Pinto is a renowned author and frequent contributor to leading newspapers and media outlets.

== Early life and education ==

Pinto was born in Paris, France, to a Sephardic Jewish family. He has an MBA from Harvard University, an MA in Economics and Finance from Sciences-Po Paris and a DESS in Finance from Université Paris-Dauphine.

== Career ==

=== Corient / Stanhope Capital Group ===

Pinto founded Stanhope Capital Group in 2004. As chairman and CEO of the group, he led the company and built it into one of Europe's largest independent wealth management and advisory groups. This was achieved through strong organic growth, geographic expansion and several significant acquisitions including US-based Forbes Family Trust in 2021 and Luxembourg-based Arche Associates in 2023.

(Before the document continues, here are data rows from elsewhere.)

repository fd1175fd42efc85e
//! Booking CRUD and cancellation endpoints.

use std::sync::Arc;

use axum::Json;
use axum::extract::{Path, Query, State};
use booking_store::{Booking, BookingFilter, BookingStatus, BookingStore};
use chrono::{DateTime, Utc};
use common::{BookingId, FlightId, SeatNumber, UserId};
use orchestrator::{BookingCoordinator, FlightInventoryService};
use seat_lock::SeatLockManager;
use serde::{Deserialize, Serialize};

use crate::error::ApiError;

/// Shared application state accessible from all handlers.
pub struct AppState<L, B, F>
where
    L: SeatLockManager,
    B: BookingStore,
    F: FlightInventoryService,
{
    pub coordinator: BookingCoordinator<L, B, F>,
}

// -- Request types --

#[derive(Deserialize)]
pub struct CreateBookingRequest {
    pub user_id: i64,
    pub flight_id: i64,
    pub seat_number: i64,
}

#[derive(Debug, Deserialize)]
pub struct ListQuery {
    pub user_id: Option<i64>,
    pub flight_id: Option<i64>,
    pub status: Option<String>,
}

// -- Response types --

#[derive(Serialize)]
pub struct BookingResponse {
    pub id: String,
    pub user_id: i64,
    pub flight_id: i64,
    pub seat_number: i64,
    pub booking_date: DateTime<Utc>,
    pub status: String,
    pub total_amount: f64,
    pub payment_id: Option<String>,
    pub cancelled_at: Option<DateTime<Utc>>,
    pub created_at: DateTime<Utc>,
}

impl From<Booking> for BookingResponse {
    fn from(booking: Booking) -> Self {
        Self {
            id: booking.id.to_string(),
            user_id: booking.user_id.as_i64(),
            flight_id: booking.flight_id.as_i64(),
            seat_number: booking.seat_number.as_i64(),
            booking_date: booking.booking_date,
            status: booking.status.to_string(),
            total_amount: booking.total_amount,
            payment_id: booking.payment_id,
            cancelled_at: booking.cancelled_at,
            created_at: booking.created_at,
        }
    }
}

#[derive(Serialize)]
pub struct CancelResponse {
    pub message: &'static str,
}

#[derive(Serialize)]
pub struct StatusResponse {
    pub booking_id: String,
    pub status: String,
}

// -- Handlers --

/// POST /bookings — run the booking creation saga.
#[tracing::instrument(skip(state, req))]
pub async fn create<L, B, F>(
    State(state): State<Arc<AppState<L, B, F>>>,
    Json(req): Json<CreateBookingRequest>,
) -> Result<(axum::http::StatusCode, Json<BookingResponse>), ApiError>
where
    L: SeatLockManager + 'static,
    B: BookingStore + 'static,
    F: FlightInventoryService + 'static,
{
    let booking = state
        .coordinator
        .create_booking(
            UserId::new(req.user_id),
            FlightId::new(req.flight_id),
            SeatNumber::new(req.seat_number),
        )
        .await?;

    Ok((axum::http::StatusCode::CREATED, Json(booking.into())))
}

/// GET /bookings — list bookings with optional filters.
#[tracing::instrument(skip(state))]
pub async fn list<L, B, F>(
    State(state): State<Arc<AppState<L, B, F>>>,
    Query(query): Query<ListQuery>,
) -> Result<Json<Vec<BookingResponse>>, ApiError>
where
    L: SeatLockManager + 'static,
    B: BookingStore + 'static,
    F: FlightInventoryService + 'static,
{
    let status = match query.status.as_deref() {
        None => None,
        Some(raw) => Some(
            BookingStatus::parse(raw)
                .ok_or_else(|| ApiError::BadRequest(format!("Invalid status: {raw}")))?,
        ),
    };

    let filter = BookingFilter {
        user_id: query.user_id.map(UserId::new),
        flight_id: query.flight_id.map(FlightId::new),
        status,
    };

    let bookings = state.coordinator.list_bookings(filter).await?;
    Ok(Json(bookings.into_iter().map(Into::into).collect()))
}

/// GET /bookings/:id — load a booking by ID.
#[tracing::instrument(skip(state))]
pub async fn get<L, B, F>(
    State(state): State<Arc<AppState<L, B, F>>>,
    Path(id): Path<String>,
) -> Result<Json<BookingResponse>, ApiError>
where
    L: SeatLockManager + 'static,
    B: BookingStore + 'static,
    F: FlightInventoryService + 'static,
{
    let booking_id = parse_booking_id(&id)?;
    let booking = state.coordinator.get_booking(booking_id).await?;
    Ok(Json(booking.into()))
}

/// PUT /bookings/:id/cancel — cancel a booking.
#[tracing::instrument(skip(state))]
pub async fn cancel<L, B, F>(
    State(state): State<Arc<AppState<L, B, F>>>,
    Path(id): Path<String>,
) -> Result<Json<CancelResponse>, ApiError>
where
    L: SeatLockManager + 'static,
    B: BookingStore + 'static,
    F: FlightInventoryService + 'static,
{
    let booking_id = parse_booking_id(&id)?;
    state.coordinator.cancel_booking(booking_id).await?;
    Ok(Json(CancelResponse {
        message: "Booking cancelled successfully",
    }))
}

/// GET /bookings/:id/status — just the persisted status.
#[tracing::instrument(skip(state))]
pub async fn status<L, B, F>(
    State(state): State<Arc<AppState<L, B, F>>>,
    Path(id): Path<String>,
) -> Result<Json<StatusResponse>, ApiError>
where
    L: SeatLockManager + 'static,
    B: BookingStore + 'static,
    F: FlightInventoryService + 'static,
{
    let booking_id = parse_booking_id(&id)?;
    let status = state.coordinator.booking_status(booking_id).await?;
    Ok(Json(StatusResponse {
        booking_id: booking_id.to_string(),
        status: status.to_string(),
    }))
}

fn parse_booking_id(raw: &str) -> Result<BookingId, ApiError> {
    let uuid = uuid::Uuid::parse_str(raw)
        .map_err(|e| ApiError::BadRequest(format!("Invalid booking id: {e}")))?;
    Ok(BookingId::from_uuid(uuid))
}
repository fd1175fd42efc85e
//! Shared identifier types used across the booking system.

mod types;

pub use types::{BookingId, FlightId, SeatNumber, UserId};
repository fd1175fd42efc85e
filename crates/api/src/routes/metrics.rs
//! Prometheus metrics endpoint.

use axum::extract::State;
use axum::http::StatusCode;
use axum::response::IntoResponse;
use metrics_exporter_prometheus::PrometheusHandle;

/// GET /metrics — returns Prometheus-formatted metrics.
pub async fn get(State(handle): State<PrometheusHandle>) -> impl IntoResponse {
    (
        StatusCode::OK,
        [(
            axum::http::header::CONTENT_TYPE,
            "text/plain; version=0.0.4; charset=utf-8",
        )],
        handle.render(),
    )
}
//! PostgreSQL-backed booking store.

use async_trait::async_trait;
use chrono::Utc;
use common::{BookingId, FlightId, SeatNumber, UserId};
use sqlx::{PgPool, Row, postgres::PgRow};
use uuid::Uuid;

use crate::{Booking, BookingFilter, BookingStatus, BookingStore, Result, StoreError};

/// PostgreSQL implementation of [`BookingStore`].
///
/// Each clone shares the pool but checks out its own connection per call,
/// so the background tasks get their own sessions.
#[derive(Clone)]
pub struct PostgresBookingStore {
    pool: PgPool,
}

impl PostgresBookingStore {
    /// Creates a new PostgreSQL booking store.
    pub fn new(pool: PgPool) -> Self {
        Self { pool }
    }

    /// Gets a reference to the underlying connection pool.
    pub fn pool(&self) -> &PgPool {
        &self.pool
    }

    /// Runs the database migrations.
    pub async fn run_migrations(&self) -> std::result::Result<(), sqlx::migrate::MigrateError> {
        sqlx::migrate!("../../migrations").run(&self.pool).await
    }

    fn row_to_booking(row: PgRow) -> Result<Booking> {
        let status_str: String = row.try_get("status")?;
        let status = BookingStatus::parse(&status_str).ok_or_else(|| {
            StoreError::Database(sqlx::Error::Decode(
                format!("unknown booking status {status_str:?}").into(),
            ))
        })?;

        Ok(Booking {
            id: BookingId::from_uuid(row.try_get::<Uuid, _>("id")?),
            user_id: UserId::new(row.try_get("user_id")?),
            flight_id: FlightId::new(row.try_get("flight_id")?),
            seat_number: SeatNumber::new(row.try_get("seat_number")?),
            booking_date: row.try_get("booking_date")?,
            status,
            total_amount: row.try_get("total_amount")?,
            payment_id: row.try_get("payment_id")?,
            cancelled_at: row.try_get("cancelled_at")?,
            created_at: row.try_get("created_at")?,
            updated_at: row.try_get("updated_at")?,
        })
    }
}

const SELECT_COLUMNS: &str = "id, user_id, flight_id, seat_number, booking_date, status, \
     total_amount, payment_id, cancelled_at, created_at, updated_at";

#[async_trait]
impl BookingStore for PostgresBookingStore {
    async fn insert(&self, booking: &Booking) -> Result<()> {
        sqlx::query(
            "INSERT INTO bookings (id, user_id, flight_id, seat_number, booking_date, status, \
             total_amount, payment_id, cancelled_at, created_at, updated_at) \
             VALUES ($1, $2, $3, $4, $5, $6, $7, $8, $9, $10, $11)",
        )
        .bind(booking.id.as_uuid())
        .bind(booking.user_id.as_i64())
        .bind(booking.flight_id.as_i64())
        .bind(booking.seat_number.as_i64())
        .bind(booking.booking_date)
        .bind(booking.status.as_str())
        .bind(booking.total_amount)
        .bind(&booking.payment_id)
        .bind(booking.cancelled_at)
        .bind(booking.created_at)
        .bind(booking.updated_at)
        .execute(&self.pool)
        .await?;
        Ok(())
    }

    async fn get(&self, id: BookingId) -> Result<Option<Booking>> {
        let row = sqlx::query(&format!(
            "SELECT {SELECT_COLUMNS} FROM bookings WHERE id = $1"
        ))
        .bind(id.as_uuid())
        .fetch_optional(&self.pool)
        .await?;

        row.map(Self::row_to_booking).transpose()
    }

    async fn update(&self, booking: &Booking) -> Result<()> {
        let result = sqlx::query(
            "UPDATE bookings SET status = $1, total_amount = $2, payment_id = $3, \
             cancelled_at = $4, updated_at = $5 WHERE id = $6",
        )
        .bind(booking.status.as_str())
        .bind(booking.total_amount)
        .bind(&booking.payment_id)
        .bind(booking.cancelled_at)
        .bind(Utc::now())
        .bind(booking.id.as_uuid())
        .execute(&self.pool)
        .await?;

        if result.rows_affected() == 0 {
            return Err(StoreError::NotFound(booking.id));
        }
        Ok(())
    }

    async fn delete(&self, id: BookingId) -> Result<()> {
        let result = sqlx::query("DELETE FROM bookings WHERE id = $1")
            .bind(id.as_uuid())
            .execute(&self.pool)
            .await?;

        if result.rows_affected() == 0 {
            return Err(StoreError::NotFound(id));
        }
        Ok(())
    }

    async fn list(&self, filter: BookingFilter) -> Result<Vec<Booking>> {
        let mut sql = format!("SELECT {SELECT_COLUMNS} FROM bookings WHERE 1=1");
        let mut param_count = 0;

        // Build dynamic query
        if filter.user_id.is_some() {
            param_count += 1;
            sql.push_str(&format!(" AND user_id = ${param_count}"));
        }
        if filter.flight_id.is_some() {
            param_count += 1;
            sql.push_str(&format!(" AND flight_id = ${param_count}"));
        }
        if filter.status.is_some() {
            param_count += 1;
            sql.push_str(&format!(" AND status = ${param_count}"));
        }

        sql.push_str(" ORDER BY created_at");

        let mut query = sqlx::query(&sql);
        if let Some(user_id) = filter.user_id {
            query = query.bind(user_id.as_i64());
        }
        if let Some(flight_id) = filter.flight_id {
            query = query.bind(flight_id.as_i64());
        }
        if let Some(status) = filter.status {
            query = query.bind(status.as_str());
        }

        let rows = query.fetch_all(&self.pool).await?;
        rows.into_iter().map(Self::row_to_booking).collect()
    }
}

After joining forces with Corient in 2026, Pinto became Partner and Chief Executive Officer of Corient for Europe, the Middle East and Africa and sits on the group's board of directors. As of June 2026, Corient in EMEA includes the legacy Stanhope Capital and Stonehage Fleming businesses. The group also announced the acquisitions of Geneva based Bedrock and Letus in Paris.

Globally, after these transactions, Corient oversees in excess of USD 500 billion in client assets and became the largest non bank wealth management firm in the world focused on high-net-worth and ultra high-net-worth clients.

Pinto was named by PAM as one of the Top 50 Most Influential financiers, by Spear’s Wealth Magazine as one of the "Top 5 wealth managers in the UK" and was listed among the "Top 20 men in investment management" by CityWealth magazine.

=== Early career ===

In 1993, Pinto began his career in the corporate finance department of British merchant bank SG Warburg (subsequently UBS Warburg), working in both London and Paris. During his tenure, he provided advisory services to various industrial groups, institutions, and governments, specialising in mergers, acquisitions and privatisations.

In 2000, he became Chief Executive of a venture capital firm backed by CVC Capital Partners.

=== Independent Investment Management Initiative (IIMI) ===

In 2010, Pinto founded the "Independent Investment Management Initiative" (formerly New City Initiative), an independent think tank aiming at giving a voice to independent, owner-managed financial institutions. The organisation interacts with ministers, legislators and regulators in the UK and across continental Europe. It has produced several position papers addressing the need to make the financial system safer for investors, depositors, and the economy as a whole.

The organisation launched an internship programme for students from disadvantaged backgrounds. For its work in the area of social responsibility, NCI received the Spear’s City Champion Award.

=== Other Activities/ Board memberships ===
Pinto is a member of the Boards of S4 Capital. and Soparexo, the holding company of Château Margaux.

== Author ==

Pinto’s book "Capital Wars – the New East West Challenge for Entrepreneurial Leadership" was published by Bloomsbury in the UK in January 2014. It was first published in France by Odile Jacob in February 2013 (under the title "Le Choc des capitalismes") and won the Turgot prize for Economic Book of the Year as well as the HEC/Manpower prize. In this book, Pinto denies that globalisation is the cause of slow growth, unemployment and excessive debt in Western economies. Instead, he blames shareholder capitalism and insistence on short term results for dampening the growth of Western business enterprise

Daniel Pinto is a regular media commentator and contributor for a number of outlets, including The New York Times, The Independent, The Daily Telegraph,, Bloomberg TV, Le Monde, Le Figaro and Les Echos.

== Personal life ==

Pinto holds dual French and British citizenship. He is married to Alexandra Pisar-Pinto and has two children.